Little U: testing, plain and simple.
Much like a book doesn’t come out finished with it’s first draft...
Every step of the design process is “edited” beginning with the idea.
Designing for context. Who are you designing for? Where will they use what you design? How can you stop them from accidently killing people?
Why design the camera’s physical interface to be just like the interface for the canon?
Comparative analysis, fit/gap, contextual enquiry, heuristics... there’s no way to get to where you are going unless you know where you are.
Sit down with some users and talk with them about how they use your product. Or how what they use now doesn’t meet their needs.
Heuristics Handout: There’s a solo and a group approach.
Contextual Inquiry: Often users figure out better ways to use your stuff.
It’s never just you. Well, almost never. Decide up front who can decide, who you just need input from, and who just needs to know.
Design is just a process. And there’s a lot of tools that can be used to create something wonderful.
But if no one asked for it, if no one pays for it, if there are some who want to destroy what you create... Why did you even start in the first place?
This is part of Starting Before, but I wanted to call it out specifically.
5 Whys limits the number so you don’t end up in a requirements black hole.
I find 5 usually works, but sometimes you have to delve further.
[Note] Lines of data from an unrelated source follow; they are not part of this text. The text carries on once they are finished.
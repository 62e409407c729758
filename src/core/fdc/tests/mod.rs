// SPDX-License-Identifier: Apache-2.0
// Copyright 2025 beebrx contributors
//
// Licensed under the Apache License, Version 2.0 (the "License");
// you may not use this file except in compliance with the License.
// You may obtain a copy of the License at
//
//     http://www.apache.org/licenses/LICENSE-2.0
//
// Unless required by applicable law or agreed to in writing, software
// distributed under the License is distributed on an "AS IS" BASIS,
// WITHOUT WARRANTIES OR CONDITIONS OF ANY KIND, either express or implied.
// See the License for the specific language governing permissions and
// limitations under the License.

//! Tests for the 8271 floppy disc controller

mod seek;
mod transfer;

use super::*;
use crate::core::disc::format::{
    crc_add_byte, crc_add_run, crc_init, DATA_MARK_DATA_PATTERN,
    DELETED_DATA_MARK_DATA_PATTERN, ID_MARK_DATA_PATTERN, MARK_CLOCK_PATTERN,
};
use crate::core::timing::TimerWheel;
use crate::core::tool::DiscTool;

/// One emulated revolution in wheel ticks (3125 bytes x 64 µs)
pub(super) const REVOLUTION: u64 = 3125 * 128;

/// Fresh controller and wheel
pub(super) fn new_fdc() -> (TimerWheel, IntelFdc) {
    let mut wheel = TimerWheel::new();
    let fdc = IntelFdc::new(&mut wheel);
    (wheel, fdc)
}

/// Write a command byte followed by its parameters
pub(super) fn issue_command(
    fdc: &mut IntelFdc,
    wheel: &mut TimerWheel,
    command: u8,
    params: &[u8],
) {
    fdc.write(wheel, ADDR_COMMAND, command);
    for &param in params {
        fdc.write(wheel, ADDR_PARAMETER, param);
    }
}

/// Program sane drive timings and mark all tracks good, the way a filing
/// system ROM does at boot
///
/// Step rate 2 ms, no settle, head load 4 ms, never auto-unload.
pub(super) fn specify_timings(fdc: &mut IntelFdc, wheel: &mut TimerWheel) {
    issue_command(fdc, wheel, 0x75, &[reg::HEAD_STEP_RATE, 1, 0, 0xF1]);
    issue_command(fdc, wheel, 0x75, &[reg::BAD_TRACK_1_DRIVE_0, 0xFF, 0xFF, 0]);
    issue_command(fdc, wheel, 0x75, &[reg::BAD_TRACK_1_DRIVE_1, 0xFF, 0xFF, 0]);
}

/// Load the head of drive 0 and restore the ready latch, the mandatory
/// preamble before data commands
pub(super) fn spin_up_drive_0(fdc: &mut IntelFdc, wheel: &mut TimerWheel) {
    // Disable automatic head unload first, or the READ_DRIVE_STATUS below
    // spins the drive straight back down when it completes.
    issue_command(fdc, wheel, 0x3A, &[reg::HEAD_LOAD_UNLOAD, 0xF1]);
    // Manual head load through the drive output pseudo-register.
    issue_command(fdc, wheel, 0x7A, &[reg::DRIVE_OUT, 0x48]);
    // READ_DRIVE_STATUS restores the latched ready lines.
    issue_command(fdc, wheel, 0x6C, &[]);
    let _ = fdc.read(ADDR_RESULT);
    let _ = fdc.nmi_mut().take_edge();
}

/// Advance emulated time, servicing the controller every half byte slot
pub(super) fn run_with(
    fdc: &mut IntelFdc,
    wheel: &mut TimerWheel,
    ticks: u64,
    mut service: impl FnMut(&mut IntelFdc, &mut TimerWheel),
) {
    let mut remaining = ticks;
    while remaining > 0 {
        let chunk = remaining.min(64);
        wheel.pending_ticks += chunk;
        fdc.tick(wheel, chunk);
        let fired = wheel.run_timers();
        fdc.process_timers(wheel, &fired);
        service(fdc, wheel);
        remaining -= chunk;
    }
}

/// Advance emulated time with no host interaction
pub(super) fn run(fdc: &mut IntelFdc, wheel: &mut TimerWheel, ticks: u64) {
    run_with(fdc, wheel, ticks, |_, _| {});
}

/// Run until the controller goes non-busy, collecting surfaced data bytes
///
/// Returns the bytes read from the data register.
pub(super) fn run_command_collecting(
    fdc: &mut IntelFdc,
    wheel: &mut TimerWheel,
    max_ticks: u64,
) -> Vec<u8> {
    let mut bytes = Vec::new();
    let mut remaining = max_ticks;
    while remaining > 0 && fdc.read(ADDR_STATUS) & 0x80 != 0 {
        let chunk = remaining.min(64);
        wheel.pending_ticks += chunk;
        fdc.tick(wheel, chunk);
        let fired = wheel.run_timers();
        fdc.process_timers(wheel, &fired);
        if fdc.read(ADDR_STATUS) & 0x04 != 0 {
            bytes.push(fdc.read(ADDR_DATA));
        }
        remaining -= chunk;
    }
    bytes
}

/// Lay a complete FM sector down on a drive's disc with the tool
pub(super) fn write_sector_on_drive(
    fdc: &mut IntelFdc,
    drive: usize,
    track: u32,
    byte_pos: u32,
    header: [u8; 4],
    deleted: bool,
    fill: u8,
) {
    let disc = fdc.drive_mut(drive).disc_mut().unwrap();
    let mut tool = DiscTool::new(disc);
    tool.set_track(track);
    tool.set_byte_pos(byte_pos);

    tool.write_fm_data(None, &[0x00; 6]);
    tool.write_fm_data(Some(&[MARK_CLOCK_PATTERN]), &[ID_MARK_DATA_PATTERN]);
    let mut crc = crc_init();
    crc = crc_add_byte(crc, ID_MARK_DATA_PATTERN);
    crc = crc_add_run(crc, &header);
    tool.write_fm_data(None, &header);
    tool.write_fm_data(None, &[(crc >> 8) as u8, (crc & 0xFF) as u8]);

    tool.write_fm_data(None, &[0xFF; 11]);
    tool.write_fm_data(None, &[0x00; 6]);

    let mark = if deleted {
        DELETED_DATA_MARK_DATA_PATTERN
    } else {
        DATA_MARK_DATA_PATTERN
    };
    tool.write_fm_data(Some(&[MARK_CLOCK_PATTERN]), &[mark]);
    let size = (128u32 << (header[3] & 0x07)).min(2048) as usize;
    let payload = vec![fill; size];
    let mut crc = crc_init();
    crc = crc_add_byte(crc, mark);
    crc = crc_add_run(crc, &payload);
    tool.write_fm_data(None, &payload);
    tool.write_fm_data(None, &[(crc >> 8) as u8, (crc & 0xFF) as u8]);
}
Especially at the start.
http://www.ibm.com/developerworks/rational/library/4995.html
Like sailing, or kayaking, if you aren’t constantly checking where you are in relation to where you want to be, you might be sunk.
Let’s assume you have a solid sense of WHAT. Now what?
Describe/Draw the actual vs. ideal “funnel” of effort.
Iteration doesn’t have to be on the whole set of requirements.
Now here’s a better funnel.
High-level, there are basically two types of testing: “What should we change,” and “Did what we change work?” Most people think of the latter.
What you should be looking for are the big issues; show stoppers. And each iteration, the goal is to have fewer and fewer of those.
“User must complete Task A in under 10 seconds with no errors and feel satisfied with their effort.”
“Did it work as planned?”
Let’s go way back to the beginning. Who cares about this effort? Client? Boss? Boss’ boss’ boss’ boss?
ISO/IEC 25062:2006 or a bulleted list?
Alpha, Beta, Gamma... it’s all good.
This is where metrics can be useful. 17 minutes on a site can be a good thing if that’s the design. But if that 17 minutes is spent changing a password... yer fucked.
Getting 5 users in to test your product is all well and good, but in the end you’ve only proven that those 5 people can use it.
Plan for triage from the start. Know who to involve and make the call quick.
Users and their needs change over time. How do you stay on top of it? You ask them.
Every month or two sit down with some users and talk with them about how they use your product. Wait, that sounds familiar... (current state: where we started this mess.)
Rinse and repeat until you are either the only player in the game or you’ve gone out of business.
I just want to add something before I finish: Life is like a really long If, Then table. If <this>, then <that>.
In the end, these are just tools. There are no hard and fast rules. The idea is to know what the tools are, when to use them, and when to say Fuck It and just work to make the world a better place.
Even if they have to rip the mouse from your cold, dead hands.